Herbst, Sebastian

Musizieren – grundrechtlich geschützt

Kommentar

Rubrik: musikschule )) DIREKT
erschienen in: üben & musizieren 1/2019 , musikschule )) DIREKT, Seite 01

Immer dann, wenn es ums Musizieren und Unterrichten in den eigenen vier Wänden geht, kann es zu Schwierigkeiten und Streitigkeiten mit Nachbarinnen und Nachbarn kommen. Aber welche BerufsmusikerInnen oder Lehrkräfte können schon bei den geringen Konzert- und Unterrichts­honoraren externe schallisolierte Übe- und Unterrichtsräume ­anmieten? Was bliebe dann vom Honorar noch übrig?

Streitigkeiten dieser Art beschäftigten am 26. Oktober 2018 auch den Bundesgerichtshof. Die BewohnerInnen eines Reihenhauses wollten ­erreichen, dass das Trompetenspiel und Unterrichten ihres Nachbarn nicht mehr im eigenen Haus zu hören ist. Das Urteil stellte klar, dass in Abhängigkeit von der „Lästigkeit der Geräusche“, die beispielsweise durch „Tonleitern, abrupte Pausen, Wiederholungen und Fehler“ ent­stehen und die das Üben und Unterrichten nun einmal mit sich bringt, auch dieser Trompeter selbstverständlich weiterhin in seinen heimischen vier Wänden unterrichten und musizieren darf.

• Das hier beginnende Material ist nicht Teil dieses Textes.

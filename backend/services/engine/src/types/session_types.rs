use chrono::{DateTime, Utc};
use rust_decimal::Decimal;
use serde::{Deserialize, Serialize};
use std::fmt;
use uuid::Uuid;

/// Bumped whenever the persisted shape of a record changes, so stale
/// store entries fail at deserialization instead of at arithmetic.
pub const SCHEMA_VERSION: u32 = 1;

#[derive(Debug, Clone, Copy, PartialEq, Eq, Serialize, Deserialize)]
#[serde(rename_all = "lowercase")]
pub enum Side {
    Left,
    Right,
}

impl Side {
    pub fn other(self) -> Side {
        match self {
            Side::Left => Side::Right,
            Side::Right => Side::Left,
        }
    }
}

impl fmt::Display for Side {
    fn fmt(&self, f: &mut fmt::Formatter<'_>) -> fmt::Result {
        match self {
            Side::Left => write!(f, "left"),
            Side::Right => write!(f, "right"),
        }
    }
}

#[derive(Debug, Clone, Copy, PartialEq, Eq, Serialize, Deserialize)]
pub enum SessionStatus {
    Open,
    Frozen,
    Resolved,
}

/// One active wagering round. Pools and bettor counts are mutated only
/// by the session actor; `total_pool` is always derived, never stored.
#[derive(Debug, Clone, Serialize, Deserialize)]
pub struct BettingSession {
    pub id: String,
    pub question: String,
    pub status: SessionStatus,
    pub left_pool: Decimal,
    pub right_pool: Decimal,
    pub left_bettor_count: u64,
    pub right_bettor_count: u64,
    pub winner: Option<Side>,
    pub service_fee_percent: Decimal,
    pub show_prize_pool: bool,
    pub created_at: DateTime<Utc>,
    pub frozen_at: Option<DateTime<Utc>>,
    pub resolved_at: Option<DateTime<Utc>>,
    pub schema_version: u32,
}

impl BettingSession {
    pub fn new(question: String, show_prize_pool: bool, service_fee_percent: Decimal) -> Self {
        Self {
            id: Uuid::new_v4().to_string(),
            question,
            status: SessionStatus::Open,
            left_pool: Decimal::ZERO,
            right_pool: Decimal::ZERO,
            left_bettor_count: 0,
            right_bettor_count: 0,
            winner: None,
            service_fee_percent,
            show_prize_pool,
            created_at: Utc::now(),
            frozen_at: None,
            resolved_at: None,
            schema_version: SCHEMA_VERSION,
        }
    }

    pub fn total_pool(&self) -> Decimal {
        self.left_pool + self.right_pool
    }

    pub fn pool(&self, side: Side) -> Decimal {
        match side {
            Side::Left => self.left_pool,
            Side::Right => self.right_pool,
        }
    }

    pub fn add_to_pool(&mut self, side: Side, amount: Decimal) {
        match side {
            Side::Left => self.left_pool += amount,
            Side::Right => self.right_pool += amount,
        }
    }

    /// A resolved session is terminal; it can still be read or deleted
    /// but never accepts bets or another resolution.
    pub fn is_terminal(&self) -> bool {
        self.status == SessionStatus::Resolved
    }
}
use chrono::{DateTime, Utc};
use rust_decimal::Decimal;
use serde::{Deserialize, Serialize};

use crate::types::session_types::Side;

/// One winner's computed payout. `net = gross - fee`, where
/// `gross = stake * 2` and the fee is the session's service fee cut.
#[derive(Debug, Clone, PartialEq, Serialize, Deserialize)]
pub struct Payout {
    pub user_id: String,
    pub stake: Decimal,
    pub gross: Decimal,
    pub fee: Decimal,
    pub net: Decimal,
}

/// The immutable record of a resolution, persisted exactly once when a
/// session resolves. Kept alongside the session so a retried resolve
/// returns this snapshot instead of recomputing payouts.
#[derive(Debug, Clone, PartialEq, Serialize, Deserialize)]
pub struct SettlementSnapshot {
    pub session_id: String,
    pub winner: Side,
    pub winning_pool: Decimal,
    pub losing_pool: Decimal,
    pub total_pool: Decimal,
    pub fee_percent: Decimal,
    pub payouts: Vec<Payout>,
    pub resolved_at: DateTime<Utc>,
    /// Set once every payout credit has landed on the ledger. Absent on
    /// a resolved session, the payouts still have to be applied.
    pub credited_at: Option<DateTime<Utc>>,
    pub schema_version: u32,
}
use chrono::{DateTime, Utc};
use rust_decimal::Decimal;

use crate::types::bet_types::BetRecord;
use crate::types::session_types::{BettingSession, Side, SCHEMA_VERSION};
use crate::types::settlement_types::{Payout, SettlementSnapshot};

/// Pari-mutuel settlement, simple 2x model: every winning stake pays
/// out double, minus the session's service fee; losing stakes forfeit
/// to the house. Pure and deterministic, so retrying a resolution on
/// the same inputs produces the same payouts.
pub fn compute_settlement(
    session: &BettingSession,
    records: &[BetRecord],
    winner: Side,
    resolved_at: DateTime<Utc>,
) -> SettlementSnapshot {
    let two = Decimal::from(2);
    let hundred = Decimal::from(100);

    let mut winning_pool = Decimal::ZERO;
    let mut losing_pool = Decimal::ZERO;
    let mut payouts = Vec::new();

    for record in records {
        let stake = record.amount_on(winner);
        winning_pool += stake;
        losing_pool += record.amount_on(winner.other());

        if stake > Decimal::ZERO {
            let gross = stake * two;
            let fee = gross * session.service_fee_percent / hundred;
            payouts.push(Payout {
                user_id: record.user_id.clone(),
                stake,
                gross,
                fee,
                net: gross - fee,
            });
        }
    }

    // Records arrive in map order; fix a stable order for the audit trail.
    payouts.sort_by(|a, b| a.user_id.cmp(&b.user_id));

    SettlementSnapshot {
        session_id: session.id.clone(),
        winner,
        winning_pool,
        losing_pool,
        total_pool: winning_pool + losing_pool,
        fee_percent: session.service_fee_percent,
        payouts,
        resolved_at,
        credited_at: None,
        schema_version: SCHEMA_VERSION,
    }
}
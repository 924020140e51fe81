mod controllers;
mod types;
mod utils;

use actix_web::{web, App, HttpResponse, HttpServer, Responder};
use dotenvy::dotenv;
use log::info;
use std::env;
use std::sync::Arc;

use redis_client::RedisManager;
use wager_engine::ledger::{BalanceLedger, RedisLedger};
use wager_engine::store::RedisSessionStore;
use wager_engine::{spawn_session_engine, EngineConfig};

use crate::controllers::balance_controller::{deposit, get_balance};
use crate::controllers::bet_controller::{get_all_bets, get_user_bets, place_bet};
use crate::controllers::session_controller::{
    create_session, delete_session, freeze_session, get_current_session, get_history,
    get_session, resolve_session, update_display,
};

async fn health() -> impl Responder {
    HttpResponse::Ok()
        .content_type("application/json")
        .body(r#"{"status": "Ok"}"#)
}

async fn run() -> std::io::Result<()> {
    dotenv().ok();
    env_logger::init();

    let redis_url =
        env::var("REDIS_URL").unwrap_or_else(|_| "redis://127.0.0.1:6379".to_string());

    let redis_manager = RedisManager::init_global(&redis_url)
        .expect("Failed to initialize Redis manager");

    redis_manager
        .connect()
        .await
        .expect("Failed to connect to Redis");

    let store = Arc::new(RedisSessionStore::new(redis_manager.clone()));
    let ledger: Arc<dyn BalanceLedger> = Arc::new(RedisLedger::new(redis_manager.clone()));

    let engine = spawn_session_engine(EngineConfig::from_env(), store, ledger.clone());
    info!("Session engine ready");

    let engine_data = web::Data::new(engine);
    let ledger_data: web::Data<dyn BalanceLedger> = web::Data::from(ledger);

    let bind_addr = env::var("BIND_ADDR").unwrap_or_else(|_| "127.0.0.1:8000".to_string());
    info!("Listening on {}", bind_addr);

    HttpServer::new(move || {
        App::new()
            .app_data(engine_data.clone())
            .app_data(ledger_data.clone())
            .service(create_session)
            .service(get_current_session)
            .service(get_history)
            .service(get_session)
            .service(freeze_session)
            .service(resolve_session)
            .service(delete_session)
            .service(update_display)
            .service(place_bet)
            .service(get_all_bets)
            .service(get_user_bets)
            .service(get_balance)
            .service(deposit)
            .route("/health", web::get().to(health))
    })
    .bind(bind_addr)?
    .run()
    .await
}

fn main() -> std::io::Result<()> {
    let runtime = tokio::runtime::Builder::new_multi_thread()
        .enable_all()
        .build()
        .expect("Failed to build Tokio runtime");
    runtime.block_on(run())
}
use serde::{Deserialize, Serialize};

use crate::error::KundaliError;

/// Geographic location coordinates
#[derive(Debug, Clone, Copy, PartialEq, Serialize, Deserialize)]
pub struct GeoLocation {
    /// Latitude in decimal degrees, north positive
    pub lat: f64,
    /// Longitude in decimal degrees, east positive
    pub lon: f64,
}

impl GeoLocation {
    pub fn new(lat: f64, lon: f64) -> Result<Self, KundaliError> {
        let location = Self { lat, lon };
        location.validate()?;
        Ok(location)
    }

    pub fn validate(&self) -> Result<(), KundaliError> {
        if !self.lat.is_finite() || !(-90.0..=90.0).contains(&self.lat) {
            return Err(KundaliError::invalid("latitude", format!("{} is outside -90..=90", self.lat)));
        }
        if !self.lon.is_finite() || !(-180.0..=180.0).contains(&self.lon) {
            return Err(KundaliError::invalid("longitude", format!("{} is outside -180..=180", self.lon)));
        }
        Ok(())
    }
}

/// Sidereal position of a body as reported by the provider
#[derive(Debug, Clone, Copy, PartialEq, Serialize, Deserialize)]
pub struct BodyPosition {
    /// Longitude in degrees (0-360)
    pub lon: f64,
    /// Speed in longitude (degrees per day)
    #[serde(rename = "speedLon")]
    pub speed_lon: f64,
}

/// Settings for ephemeris calculations
#[derive(Debug, Clone, PartialEq, Serialize, Deserialize)]
pub struct EphemerisSettings {
    /// Ayanamsa name for the sidereal frame
    pub ayanamsa: String,
    /// House system used for the Ascendant cusp
    #[serde(rename = "houseSystem")]
    pub house_system: String,
}

impl Default for EphemerisSettings {
    fn default() -> Self {
        Self {
            ayanamsa: "lahiri".to_string(),
            house_system: "whole_sign".to_string(),
        }
    }
}
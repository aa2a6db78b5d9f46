use thiserror::Error;

use crate::ephemeris::EphemerisError;

/// Errors surfaced to callers of the chart, dasha and rectification APIs.
///
/// Unsupported varga divisors and exhausted dasha lookups are not errors;
/// they come back as `None`.
#[derive(Error, Debug)]
pub enum KundaliError {
    #[error("Invalid {field}: {message}")]
    InvalidInput { field: String, message: String },
    #[error(transparent)]
    Ephemeris(#[from] EphemerisError),
}

impl KundaliError {
    pub fn invalid(field: impl Into<String>, message: impl Into<String>) -> Self {
        KundaliError::InvalidInput {
            field: field.into(),
            message: message.into(),
        }
    }

    pub fn is_invalid_input(&self) -> bool {
        matches!(self, KundaliError::InvalidInput { .. })
    }
}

Allerdings werden dem Berufsmusiker dabei nicht mehr, aber auch nicht weniger Rechte als Hobbymusikern eingeräumt. Es liegt also auf der Hand, dass der zeitliche Umfang sicher nicht genügen kann, um mit einer Unterrichtstätigkeit ausreichend Geld zu verdienen.

Interessant ist aber die Urteilsbegründung. So heißt es: „Das häusliche Musizieren – einschließlich des dazugehörigen Übens – gehört zu den ­sozialadäquaten und üblichen Formen der Freizeitbeschäftigung.“ Es „ist gerade deshalb in gewissen Grenzen hinzunehmen, weil es einen ­wesentlichen Teil des Lebensinhalts bilden kann und von erheblicher ­Bedeutung für die Lebensfreude sein kann; es gehört – wie viele andere übliche ­Freizeitbeschäftigungen – zu der grundrechtlich geschützten ­freien ­Entfaltung der Persönlichkeit“.

Diese Urteilsbegründung bestätigt noch einmal den Wert unserer täg­lichen Arbeit, in der wir unsere SchülerInnen bei ihrer grundrechtlich ­geschützten freien Entfaltung ihrer Persönlichkeit begleiten und unterstützen. Und das sollte auch als Leitgedanke für das heimische Üben ­unserer SchülerInnen gelten, von dem sich Familienangehörige und Mit­bewohnerInnen durchaus wegen „lästiger Geräusche“ gestört fühlen können. Austausch, Verständnis und Kompromisse auf beiden ­Seiten sind aber sicher ebenso gefragt – dann klappt’s auch mit dem Nachbar!